Protocole oblige, il n’a pu éviter l’« initiative politique d’ampleur » d’Emmanuel Macron à la Maison de la Légion d’honneur le 30 août, ni sans doute la réception en l’honneur de Charles III au palais du Luxembourg ce 21 septembre. En cette fin d’été, Gérard Larcher n’a pourtant en tête qu’une échéance, celle des élections sénatoriales du 24 septembre. Un scrutin qui ne passionne guère le grand public, mais pour lequel il mène une intense campagne. Il devrait y décrocher son sixième mandat de sénateur des Yvelines – la première fois qu’il est entré à la Chambre haute, il avait 37 ans, il en a désormais 74 – et être reconduit président (LR) du lieu.

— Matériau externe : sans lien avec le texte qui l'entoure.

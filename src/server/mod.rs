//! HTTP API.
//!
//! Thin axum layer over the ingestion watcher and the draft pipeline. All
//! shared state lives in [`AppState`].

pub mod auth;
pub mod error;
pub mod routes;
pub mod state;

use std::net::SocketAddr;
use std::sync::Arc;

use anyhow::{Context, Result};
use axum::http::Request;
use axum::Router;
use tower_http::cors::{Any, CorsLayer};
use tower_http::trace::TraceLayer;
use tracing::Level;

pub use error::ApiError;
pub use routes::router;
pub use state::{AppState, ServerConfig};

use crate::config::ResolvedConfig;

/// Router with tracing and CORS layers applied
pub fn app(state: AppState) -> Router {
    router(state)
        .layer(
            TraceLayer::new_for_http().make_span_with(|request: &Request<_>| {
                tracing::span!(
                    Level::INFO,
                    "http_request",
                    method = %request.method(),
                    path = %request.uri().path(),
                )
            }),
        )
        .layer(
            CorsLayer::new()
                .allow_origin(Any)
                .allow_methods(Any)
                .allow_headers(Any),
        )
}

/// Bind and serve until Ctrl+C.
///
/// Starts the scheduled watch when the configured interval is non-zero.
pub async fn serve(config: &ResolvedConfig, bind_addr: &str) -> Result<()> {
    let state = AppState::from_config(config)?;

    let schedule = if config.watch_interval.is_zero() {
        None
    } else {
        tracing::info!(interval = ?config.watch_interval, "scheduled watch enabled");
        Some(Arc::clone(&state.watcher).spawn_schedule(config.watch_interval))
    };

    let listener = tokio::net::TcpListener::bind(bind_addr)
        .await
        .with_context(|| format!("Failed to bind {}", bind_addr))?;
    tracing::info!(addr = %bind_addr, "starting server");

    axum::serve(
        listener,
        app(state).into_make_service_with_connect_info::<SocketAddr>(),
    )
    .with_graceful_shutdown(async {
        tokio::signal::ctrl_c().await.ok();
        tracing::info!("shutting down");
    })
    .await
    .context("Server error")?;

    if let Some(handle) = schedule {
        handle.stop().await?;
    }

    Ok(())
}
//! API error types and response formatting.

use axum::http::StatusCode;
use axum::response::{IntoResponse, Response};
use axum::Json;
use serde::Serialize;

use crate::domain::DraftError;

/// API error type that converts to appropriate HTTP responses.
#[derive(Debug, thiserror::Error)]
pub enum ApiError {
    /// Missing or wrong shared secret.
    #[error("unauthorized")]
    Unauthorized,

    /// Too many failed attempts from one client.
    #[error("rate limited, retry in {wait_seconds}s")]
    RateLimited { wait_seconds: u64 },

    /// A required secret is not configured on the server.
    #[error("not configured: {0}")]
    Unconfigured(&'static str),

    /// Resource not found; `code` is the machine-readable error.
    #[error("not found: {message}")]
    NotFound { code: &'static str, message: String },

    /// Request conflicts with current state.
    #[error("conflict: {0}")]
    Conflict(String),

    /// Invalid request parameters.
    #[error("bad request: {0}")]
    BadRequest(String),

    /// Internal server error.
    #[error("internal error: {0}")]
    Internal(#[from] anyhow::Error),
}

impl ApiError {
    pub fn status(&self) -> StatusCode {
        match self {
            Self::Unauthorized => StatusCode::UNAUTHORIZED,
            Self::RateLimited { .. } => StatusCode::TOO_MANY_REQUESTS,
            Self::Unconfigured(_) => StatusCode::SERVICE_UNAVAILABLE,
            Self::NotFound { .. } => StatusCode::NOT_FOUND,
            Self::Conflict(_) => StatusCode::CONFLICT,
            Self::BadRequest(_) => StatusCode::BAD_REQUEST,
            Self::Internal(_) => StatusCode::INTERNAL_SERVER_ERROR,
        }
    }
}

impl From<DraftError> for ApiError {
    fn from(err: DraftError) -> Self {
        match err {
            DraftError::NotFound(id) => Self::NotFound {
                code: "DRAFT_NOT_FOUND",
                message: format!("no draft with id {}", id),
            },
            DraftError::InvalidTransition { .. } => Self::Conflict(err.to_string()),
        }
    }
}

/// JSON error response body.
#[derive(Debug, Clone, Serialize)]
#[serde(rename_all = "camelCase")]
struct ErrorResponse {
    success: bool,
    #[serde(skip_serializing_if = "Option::is_none")]
    authorized: Option<bool>,
    error: &'static str,
    #[serde(skip_serializing_if = "Option::is_none")]
    message: Option<String>,
    #[serde(skip_serializing_if = "Option::is_none")]
    wait_seconds: Option<u64>,
}

impl IntoResponse for ApiError {
    fn into_response(self) -> Response {
        let status = self.status();
        let mut body = ErrorResponse {
            success: false,
            authorized: None,
            error: "",
            message: None,
            wait_seconds: None,
        };

        match &self {
            Self::Unauthorized => {
                body.authorized = Some(false);
                body.error = "UNAUTHORIZED";
            }
            Self::RateLimited { wait_seconds } => {
                body.authorized = Some(false);
                body.error = "RATE_LIMITED";
                body.message = Some("Too many failed attempts".to_string());
                body.wait_seconds = Some(*wait_seconds);
            }
            Self::Unconfigured(what) => {
                body.authorized = Some(false);
                body.error = "NOT_CONFIGURED";
                body.message = Some(format!("{} is not configured", what));
            }
            Self::NotFound { code, message } => {
                body.error = code;
                body.message = Some(message.clone());
            }
            Self::Conflict(msg) => {
                body.error = "CONFLICT";
                body.message = Some(msg.clone());
            }
            Self::BadRequest(msg) => {
                body.error = "BAD_REQUEST";
                body.message = Some(msg.clone());
            }
            Self::Internal(err) => {
                tracing::error!(error = %err, "internal server error");
                body.error = "INTERNAL_ERROR";
                body.message = Some("An internal error occurred".to_string());
            }
        }

        (status, Json(body)).into_response()
    }
}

Il est comme ça Gérard Larcher, attaché à des enjeux et à une méthode que les politiques classiques dédaignent. Les Français le connaissent peu. Pas assez moderne, pas assez tranchant. Un peu ennuyeux, au fond, à force d’être raisonnable. Pour le définir, chacun y va de son adjectif: « rond, bienveillant, empathique », « terrien, chasseur, aimable » ou « intelligent, madré, adroit ». La nuance est fonction de la lucidité de l’interlocuteur. En raison de son air débonnaire, de son allure de hobereau et des petites attentions qu’il accorde à chacun, beaucoup ont tendance à le sous-estimer.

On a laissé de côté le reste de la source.